ASSIGNMENT:
Wherever the word "expect" appears in a line of the data, that line should be copied.

RECORDS FOR THE EXERCISE:
-=-=-
//! Apartment-affinity execution: one dedicated OS thread per session.
//!
//! Native spreadsheet automation is apartment-threaded: every call into a
//! given handle must come from the thread that created it. `SessionWorker`
//! enforces that: the driver is created *and* used *and* released on one
//! dedicated thread, and callers from the async side marshal closures onto
//! it through a FIFO mailbox.
//!
//! The FIFO mailbox is also what gives batches their ordering guarantee:
//! jobs for one session run strictly in submission order, so a save issued
//! after N mutations commits exactly those N mutations.

use std::sync::atomic::{AtomicBool, Ordering};
use std::sync::mpsc;
use std::sync::{Arc, Mutex};
use std::thread;
use std::time::Duration;

use tokio::sync::oneshot;

use crate::driver::{DriverError, WorkbookDriver};
use crate::error::{BrokerError, Result};

type Job = Box<dyn FnOnce(&mut dyn WorkbookDriver) + Send>;

/// A dedicated worker thread owning one workbook driver.
#[derive(Debug)]
pub struct SessionWorker {
    mailbox: Mutex<Option<mpsc::Sender<Job>>>,
    thread: Mutex<Option<thread::JoinHandle<()>>>,
    /// Set when the native handle died; all further submissions fail fast.
    poisoned: Arc<AtomicBool>,
    /// Set after a caller-visible timeout: the timed-out job is still
    /// draining, and the handle must be probed before the next real job.
    needs_health_check: AtomicBool,
}

impl SessionWorker {
    /// Spawn the worker thread and create the driver on it.
    ///
    /// `open` runs on the new thread so the native handle is born on the
    /// thread that owns it for the rest of its life.
    pub async fn spawn<F>(name: String, open: F) -> Result<Self>
    where
        F: FnOnce() -> std::result::Result<Box<dyn WorkbookDriver>, DriverError> + Send + 'static,
    {
        let (job_tx, job_rx) = mpsc::channel::<Job>();
        let (ready_tx, ready_rx) = oneshot::channel::<std::result::Result<(), DriverError>>();

        let thread_name = name.clone();
        let handle = thread::Builder::new()
            .name(name)
            .spawn(move || {
                let mut driver = match open() {
                    Ok(d) => {
                        let _ = ready_tx.send(Ok(()));
                        d
                    }
                    Err(e) => {
                        let _ = ready_tx.send(Err(e));
                        return;
                    }
                };

                // Runs until every sender is dropped; queued jobs drain first.
                for job in job_rx {
                    job(driver.as_mut());
                }

                if let Err(e) = driver.close() {
                    tracing::warn!(worker = %thread_name, error = %e, "driver close failed during teardown");
                }
            })
            .map_err(BrokerError::Io)?;

        match ready_rx.await {
            Ok(Ok(())) => Ok(Self {
                mailbox: Mutex::new(Some(job_tx)),
                thread: Mutex::new(Some(handle)),
                poisoned: Arc::new(AtomicBool::new(false)),
                needs_health_check: AtomicBool::new(false),
            }),
            Ok(Err(e)) => {
                drop(job_tx);
                let _ = tokio::task::spawn_blocking(move || handle.join()).await;
                Err(e.into())
            }
            Err(_) => Err(BrokerError::HandleInvalidated(
                "worker thread died during driver creation".to_string(),
            )),
        }
    }

    /// Run an operation on the worker thread, waiting for its completion.
    pub async fn run<T, F>(&self, op: F) -> Result<T>
    where
        T: Send + 'static,
        F: FnOnce(&mut dyn WorkbookDriver) -> std::result::Result<T, DriverError> + Send + 'static,
    {
        // After a timeout, verify the handle before accepting real work.
        // The probe queues behind the still-draining job (FIFO), so a wedged
        // handle is detected rather than corrupting the next operation.
        if self.needs_health_check.swap(false, Ordering::SeqCst) {
            self.submit(|driver| driver.ping().map_err(DriverError::into_fatal))
                .await?;
        }

        self.submit(op).await
    }

    /// Like [`run`](Self::run), bounded by a caller-supplied timeout.
    ///
    /// On expiry the caller gets [`BrokerError::Timeout`] but the job keeps
    /// running on the worker thread until it finishes. It is drained, never
    /// abandoned mid-call against the native handle.
    pub async fn run_timeout<T, F>(&self, op: F, limit: Option<Duration>) -> Result<T>
    where
        T: Send + 'static,
        F: FnOnce(&mut dyn WorkbookDriver) -> std::result::Result<T, DriverError> + Send + 'static,
    {
        match limit {
            None => self.run(op).await,
            Some(limit) => match tokio::time::timeout(limit, self.run(op)).await {
                Ok(result) => result,
                Err(_) => {
                    self.needs_health_check.store(true, Ordering::SeqCst);
                    Err(BrokerError::Timeout(limit))
                }
            },
        }
    }

    fn submit_job(&self, job: Job) -> Result<()> {
        let mailbox = self.mailbox.lock().expect("worker mailbox lock");
        match mailbox.as_ref() {
            Some(tx) => tx.send(job).map_err(|_| {
                BrokerError::HandleInvalidated("worker thread is gone".to_string())
            }),
            None => Err(BrokerError::ShuttingDown),
        }
    }

    async fn submit<T, F>(&self, op: F) -> Result<T>
    where
        T: Send + 'static,
        F: FnOnce(&mut dyn WorkbookDriver) -> std::result::Result<T, DriverError> + Send + 'static,
    {
        if self.poisoned.load(Ordering::SeqCst) {
            return Err(BrokerError::HandleInvalidated(
                "native handle previously invalidated".to_string(),
            ));
        }

        let (done_tx, done_rx) = oneshot::channel::<std::result::Result<T, DriverError>>();
        let poisoned = Arc::clone(&self.poisoned);

        self.submit_job(Box::new(move |driver| {
            let result = op(driver);
            if matches!(&result, Err(e) if e.is_fatal()) {
                poisoned.store(true, Ordering::SeqCst);
            }
            // The receiver may have timed out and gone away; the work is
            // already done either way.
            let _ = done_tx.send(result);
        }))?;

        match done_rx.await {
            Ok(Ok(value)) => Ok(value),
            Ok(Err(e)) => Err(e.into()),
            Err(_) => Err(BrokerError::HandleInvalidated(
                "worker thread died mid-operation".to_string(),
            )),
        }
    }

    pub fn is_poisoned(&self) -> bool {
        self.poisoned.load(Ordering::SeqCst)
    }

    /// Close the mailbox and join the thread. Queued jobs drain first, then
    /// the driver is released on its owning thread. Idempotent.
    pub async fn dispose(&self) {
        let sender = self.mailbox.lock().expect("worker mailbox lock").take();
        drop(sender);

        let handle = self.thread.lock().expect("worker thread lock").take();
        if let Some(handle) = handle {
            let _ = tokio::task::spawn_blocking(move || handle.join()).await;
        }
    }
}

#[cfg(test)]
mod tests {
    use super::*;
    use crate::fake::{FakeDriverFactory, FakeStore};
    use pretty_assertions::assert_eq;
    use std::time::Instant;

    async fn spawn_worker(factory: &FakeDriverFactory, path: &std::path::Path) -> SessionWorker {
        let factory = factory.clone();
        let path = path.to_path_buf();
        SessionWorker::spawn("test-worker".to_string(), move || {
            use crate::driver::DriverFactory;
            factory.open(&path, false)
        })
        .await
        .expect("spawn worker")
    }

    #[tokio::test]
    async fn jobs_run_in_submission_order() {
        let store = FakeStore::default();
        let factory = FakeDriverFactory::new(store.clone());
        let worker = spawn_worker(&factory, std::path::Path::new("/fake/wb.xlsx")).await;

        for i in 0..10u32 {
            let cell = format!("A{i}");
            worker
                .run(move |d| {
                    d.set_cell_value(
                        &sheetpilot_protocol::SheetRef::Index(0),
                        &cell,
                        (i as f64).into(),
                    )
                })
                .await
                .unwrap();
        }

        let ops = store.op_log();
        let sets: Vec<_> = ops.iter().filter(|o| o.starts_with("set A")).collect();
        assert_eq!(sets.len(), 10);
        for (i, op) in sets.iter().enumerate() {
            assert_eq!(**op, format!("set A{i}={i}"));
        }
        worker.dispose().await;
    }

    #[tokio::test]
    async fn concurrent_submitters_see_one_fifo_order() {
        let store = FakeStore::default();
        let factory = FakeDriverFactory::new(store.clone());
        let worker = Arc::new(spawn_worker(&factory, std::path::Path::new("/fake/wb.xlsx")).await);

        let mut tasks = Vec::new();
        for submitter in 0..4u32 {
            let worker = Arc::clone(&worker);
            tasks.push(tokio::spawn(async move {
                for i in 0..25u32 {
                    let cell = format!("S{submitter}R{i}");
                    worker
                        .run(move |d| {
                            d.set_cell_value(
                                &sheetpilot_protocol::SheetRef::Index(0),
                                &cell,
                                1.0.into(),
                            )
                        })
                        .await
                        .unwrap();
                }
            }));
        }
        for t in tasks {
            t.await.unwrap();
        }

        // Exactly 100 operations recorded, and each submitter's own
        // operations appear in its submission order within the single log.
        let ops = store.op_log();
        assert_eq!(ops.len(), 100);
        for submitter in 0..4u32 {
            let mine: Vec<_> = ops
                .iter()
                .filter(|o| o.contains(&format!("S{submitter}R")))
                .collect();
            assert_eq!(mine.len(), 25);
            for (i, op) in mine.iter().enumerate() {
                assert!(op.contains(&format!("S{submitter}R{i}=")), "out of order: {op}");
            }
        }
        worker.dispose().await;
    }

    #[tokio::test]
    async fn timeout_leaves_job_draining_and_probes_health() {
        let store = FakeStore::default();
        let factory = FakeDriverFactory::new(store.clone());
        let worker = spawn_worker(&factory, std::path::Path::new("/fake/wb.xlsx")).await;

        store.set_op_delay(Duration::from_millis(200));
        let err = worker
            .run_timeout(
                |d| d.set_cell_value(&sheetpilot_protocol::SheetRef::Index(0), "A1", 1.0.into()),
                Some(Duration::from_millis(20)),
            )
            .await
            .unwrap_err();
        assert!(matches!(err, BrokerError::Timeout(_)));

        // The next job succeeds after the slow one drains, and a ping ran
        // in between.
        store.set_op_delay(Duration::ZERO);
        worker
            .run(|d| d.get_cell_value(&sheetpilot_protocol::SheetRef::Index(0), "A1"))
            .await
            .unwrap();

        let ops = store.op_log();
        assert!(ops.iter().any(|o| o == "ping"), "no health probe after timeout: {ops:?}");
        // The timed-out write completed despite the caller giving up.
        assert!(ops.iter().any(|o| o == "set A1=1"));
        worker.dispose().await;
    }

    #[tokio::test]
    async fn fatal_error_poisons_the_worker() {
        let store = FakeStore::default();
        let factory = FakeDriverFactory::new(store.clone());
        let worker = spawn_worker(&factory, std::path::Path::new("/fake/wb.xlsx")).await;

        store.kill_handle();
        let err = worker
            .run(|d| d.get_cell_value(&sheetpilot_protocol::SheetRef::Index(0), "A1"))
            .await
            .unwrap_err();
        assert!(matches!(err, BrokerError::HandleInvalidated(_)));
        assert!(worker.is_poisoned());

        // Fast-fail without touching the thread.
        let err = worker
            .run(|d| d.get_cell_value(&sheetpilot_protocol::SheetRef::Index(0), "A1"))
            .await
            .unwrap_err();
        assert!(matches!(err, BrokerError::HandleInvalidated(_)));
        worker.dispose().await;
    }

    #[tokio::test]
    async fn nonfatal_error_does_not_poison() {
        let store = FakeStore::default();
        let factory = FakeDriverFactory::new(store.clone());
        let worker = spawn_worker(&factory, std::path::Path::new("/fake/wb.xlsx")).await;

        store.fail_next_op("cell is locked");
        let err = worker
            .run(|d| d.set_cell_value(&sheetpilot_protocol::SheetRef::Index(0), "A1", 1.0.into()))
            .await
            .unwrap_err();
        assert!(matches!(err, BrokerError::Driver(_)));
        assert!(!worker.is_poisoned());

        worker
            .run(|d| d.set_cell_value(&sheetpilot_protocol::SheetRef::Index(0), "A1", 2.0.into()))
            .await
            .unwrap();
        worker.dispose().await;
    }

    #[tokio::test]
    async fn two_workers_run_in_parallel() {
        let store = FakeStore::default();
        let factory = FakeDriverFactory::new(store.clone());
        let w1 = spawn_worker(&factory, std::path::Path::new("/fake/one.xlsx")).await;
        let w2 = spawn_worker(&factory, std::path::Path::new("/fake/two.xlsx")).await;

        store.set_op_delay(Duration::from_millis(300));
        let start = Instant::now();
        let (a, b) = tokio::join!(
            w1.run(|d| d.set_cell_value(&sheetpilot_protocol::SheetRef::Index(0), "A1", 1.0.into())),
            w2.run(|d| d.set_cell_value(&sheetpilot_protocol::SheetRef::Index(0), "A1", 2.0.into())),
        );
        a.unwrap();
        b.unwrap();

        // Two 300ms operations on different sessions overlap; well under 2x.
        assert!(
            start.elapsed() < Duration::from_millis(550),
            "sessions did not run in parallel: {:?}",
            start.elapsed()
        );
        w1.dispose().await;
        w2.dispose().await;
    }

    #[tokio::test]
    async fn dispose_is_idempotent_and_drains_queued_jobs() {
        let store = FakeStore::default();
        let factory = FakeDriverFactory::new(store.clone());
        let worker = Arc::new(spawn_worker(&factory, std::path::Path::new("/fake/wb.xlsx")).await);

        store.set_op_delay(Duration::from_millis(50));
        let pending = {
            let worker = Arc::clone(&worker);
            tokio::spawn(async move {
                worker
                    .run(|d| {
                        d.set_cell_value(&sheetpilot_protocol::SheetRef::Index(0), "A1", 1.0.into())
                    })
                    .await
            })
        };
        // Let the job reach the mailbox before closing it.
        tokio::time::sleep(Duration::from_millis(10)).await;
        worker.dispose().await;
        pending.await.unwrap().unwrap();

        worker.dispose().await;
        // The driver was released on the worker thread during teardown.
        assert!(store.op_log().iter().any(|o| o == "close"));
    }
}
-=-=-
WRITTEN SOLUTION:
        let mailbox = self.mailbox.lock().expect("worker mailbox lock");
        let sender = self.mailbox.lock().expect("worker mailbox lock").take();
        let handle = self.thread.lock().expect("worker thread lock").take();
        .expect("spawn worker")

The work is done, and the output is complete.